Data provided:
§ §
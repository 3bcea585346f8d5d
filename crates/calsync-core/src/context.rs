//! Explicitly constructed service context.
//!
//! Owns configuration, the validated binding table and the two external
//! collaborators. Built once per process (or per test) and passed to every
//! pass; dropping it releases the HTTP clients and their runtime.

use std::sync::Arc;

use chrono::{DateTime, Duration, Utc};
use tracing::info;

use crate::config::{Config, Credentials};
use crate::error::{ConfigError, CoreError, Result};
use crate::integrations::{EventSource, GoogleCalendarClient, NotionClient, RecordStore, Transport};
use crate::scheduler::{ScheduleReport, SlotAssigner};
use crate::status::{self, EnvironmentStatus, StatusReport};
use crate::sync::{BindingTable, PassResult, PullReport, PushReport, Reconciler, SyncReport};
use crate::trigger::{self, TriggerResponse};

/// Record-store databases a context works against.
#[derive(Debug, Clone, PartialEq, Eq)]
pub struct DatabaseIds {
    pub schedule: String,
    pub tasks: Option<String>,
    /// Falls back to the schedule database when unset.
    pub time_blocks: Option<String>,
}

impl DatabaseIds {
    pub fn from_credentials(credentials: &Credentials) -> Self {
        Self {
            schedule: credentials.schedule_database_id.clone(),
            tasks: credentials.tasks_database_id.clone(),
            time_blocks: credentials.time_blocks_database_id.clone(),
        }
    }

    pub fn time_blocks(&self) -> &str {
        self.time_blocks.as_deref().unwrap_or(&self.schedule)
    }
}

pub struct ServiceContext {
    config: Config,
    bindings: BindingTable,
    store: Arc<dyn RecordStore>,
    source: Option<Arc<dyn EventSource>>,
    databases: DatabaseIds,
    api_key: Option<String>,
}

impl ServiceContext {
    /// Connect to Notion and, when credentials allow, Google Calendar.
    pub fn connect(config: Config, credentials: Credentials) -> Result<Self> {
        let transport = Transport::new()?;
        let store = NotionClient::new(transport.clone(), &credentials.notion_token);
        let source = credentials
            .google
            .clone()
            .map(|auth| Arc::new(GoogleCalendarClient::new(transport, auth)) as Arc<dyn EventSource>);

        let mut ctx = Self::with_backends(
            config,
            Arc::new(store),
            source,
            DatabaseIds::from_credentials(&credentials),
        )?;
        ctx.api_key = credentials.api_key;
        info!(
            bindings = ctx.bindings.len(),
            calendar = ctx.source.is_some(),
            "service context ready"
        );
        Ok(ctx)
    }

    /// Build around arbitrary backends (in-memory stores, fixtures).
    pub fn with_backends(
        config: Config,
        store: Arc<dyn RecordStore>,
        source: Option<Arc<dyn EventSource>>,
        databases: DatabaseIds,
    ) -> Result<Self> {
        let bindings = config.binding_table()?;
        Ok(Self {
            config,
            bindings,
            store,
            source,
            databases,
            api_key: None,
        })
    }

    pub fn with_api_key(mut self, api_key: Option<String>) -> Self {
        self.api_key = api_key;
        self
    }

    pub fn config(&self) -> &Config {
        &self.config
    }

    pub fn bindings(&self) -> &BindingTable {
        &self.bindings
    }

    pub fn databases(&self) -> &DatabaseIds {
        &self.databases
    }

    fn reconciler(&self) -> Result<Reconciler<'_>> {
        let source = self
            .source
            .as_deref()
            .ok_or_else(|| ConfigError::MissingKey("GOOGLE_ACCESS_TOKEN".into()))?;
        Ok(Reconciler::new(
            self.store.as_ref(),
            source,
            &self.bindings,
            self.config.schedule_fields.clone(),
            &self.databases.schedule,
        )
        .with_page_size(self.config.sync.page_size))
    }

    pub fn pull(&self) -> PassResult<PullReport> {
        self.pull_at(Utc::now())
    }

    pub fn pull_at(&self, now: DateTime<Utc>) -> PassResult<PullReport> {
        match self.reconciler() {
            Ok(engine) => engine.pull(now),
            Err(e) => error_result(e),
        }
    }

    pub fn push(&self) -> PassResult<PushReport> {
        match self.reconciler() {
            Ok(engine) => engine.push(),
            Err(e) => error_result(e),
        }
    }

    pub fn sync(&self) -> SyncReport {
        self.sync_at(Utc::now())
    }

    pub fn sync_at(&self, now: DateTime<Utc>) -> SyncReport {
        match self.reconciler() {
            Ok(engine) => engine.pull_and_push(now),
            Err(e) => {
                let message = e.to_string();
                SyncReport {
                    pull: PassResult::Error {
                        message: message.clone(),
                    },
                    push: PassResult::Error { message },
                    timestamp: Utc::now(),
                }
            }
        }
    }

    pub fn schedule(&self) -> PassResult<ScheduleReport> {
        self.schedule_at(Utc::now())
    }

    pub fn schedule_at(&self, now: DateTime<Utc>) -> PassResult<ScheduleReport> {
        let Some(tasks) = self.databases.tasks.as_deref() else {
            return error_result(ConfigError::MissingKey("DATABASE_ID_TASKS".into()).into());
        };
        SlotAssigner::new(
            self.store.as_ref(),
            tasks,
            self.databases.time_blocks(),
            &self.config.task_fields,
            &self.config.block_fields,
        )
        .with_tolerance(Duration::seconds(self.config.scheduler.fixed_time_tolerance_secs))
        .schedule(now)
    }

    /// Check that every configured database is reachable.
    pub fn status(&self) -> StatusReport {
        self.status_with(EnvironmentStatus::from_env())
    }

    pub fn status_with(&self, environment: EnvironmentStatus) -> StatusReport {
        status::check(self.store.as_ref(), &self.databases, environment)
    }

    /// Key-guarded scheduling trigger.
    pub fn trigger_schedule(&self, key: Option<&str>) -> TriggerResponse {
        self.trigger_schedule_at(key, Utc::now())
    }

    pub fn trigger_schedule_at(&self, key: Option<&str>, now: DateTime<Utc>) -> TriggerResponse {
        trigger::schedule(key, self.api_key.as_deref(), || self.schedule_at(now))
    }
}

fn error_result<T>(e: CoreError) -> PassResult<T> {
    tracing::error!(error = %e, "pass not started");
    PassResult::Error {
        message: e.to_string(),
    }
}

#[cfg(test)]
mod tests {
    use super::*;
    use crate::integrations::{MemoryEventSource, MemoryRecordStore};

    fn databases(tasks: Option<&str>) -> DatabaseIds {
        DatabaseIds {
            schedule: "schedule".into(),
            tasks: tasks.map(String::from),
            time_blocks: None,
        }
    }

    #[test]
    fn test_missing_calendar_fails_sync_passes() {
        let ctx = ServiceContext::with_backends(
            Config::default(),
            Arc::new(MemoryRecordStore::new()),
            None,
            databases(None),
        )
        .unwrap();
        let err = ctx.pull();
        assert!(err.error_message().unwrap().contains("GOOGLE_ACCESS_TOKEN"));
        assert!(!ctx.sync().is_success());
    }

    #[test]
    fn test_missing_tasks_database_fails_schedule() {
        let ctx = ServiceContext::with_backends(
            Config::default(),
            Arc::new(MemoryRecordStore::new()),
            Some(Arc::new(MemoryEventSource::new())),
            databases(None),
        )
        .unwrap();
        assert!(ctx.schedule().error_message().unwrap().contains("DATABASE_ID_TASKS"));
    }

    #[test]
    fn test_trigger_schedule_requires_key() {
        let ctx = ServiceContext::with_backends(
            Config::default(),
            Arc::new(MemoryRecordStore::new()),
            None,
            databases(Some("tasks")),
        )
        .unwrap()
        .with_api_key(Some("secret".into()));

        assert_eq!(ctx.trigger_schedule(Some("nope")).status.http_status(), 403);
        let ok = ctx.trigger_schedule(Some("secret"));
        assert_eq!(ok.status.http_status(), 200);
        assert_eq!(ok.body["assigned"], 0);
    }

    #[test]
    fn test_status_retrieves_configured_databases() {
        let store = Arc::new(MemoryRecordStore::new());
        store.add_database("schedule", Some("Schedule"));
        let ctx = ServiceContext::with_backends(Config::default(), store.clone(), None, databases(Some("tasks")))
            .unwrap();

        // the tasks database is configured but does not exist
        let report = ctx.status_with(EnvironmentStatus::default());
        assert!(!report.is_connected());

        store.add_database("tasks", None);
        let report = ctx.status_with(EnvironmentStatus::default());
        assert!(report.is_connected());
        assert_eq!(report.databases.len(), 2);
    }

    #[test]
    fn test_time_blocks_fall_back_to_schedule() {
        assert_eq!(databases(None).time_blocks(), "schedule");
    }
}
§ §
Required work: Retype every line of the listing, word for word, from its opening line to the line that holds "and their runtime.", and include that last line too.

Problem solution:
repository 3bcea585346f8d5d
filename crates/calsync-core/src/context.rs
//! Explicitly constructed service context.
//!
//! Owns configuration, the validated binding table and the two external
//! collaborators. Built once per process (or per test) and passed to every
//! pass; dropping it releases the HTTP clients and their runtime.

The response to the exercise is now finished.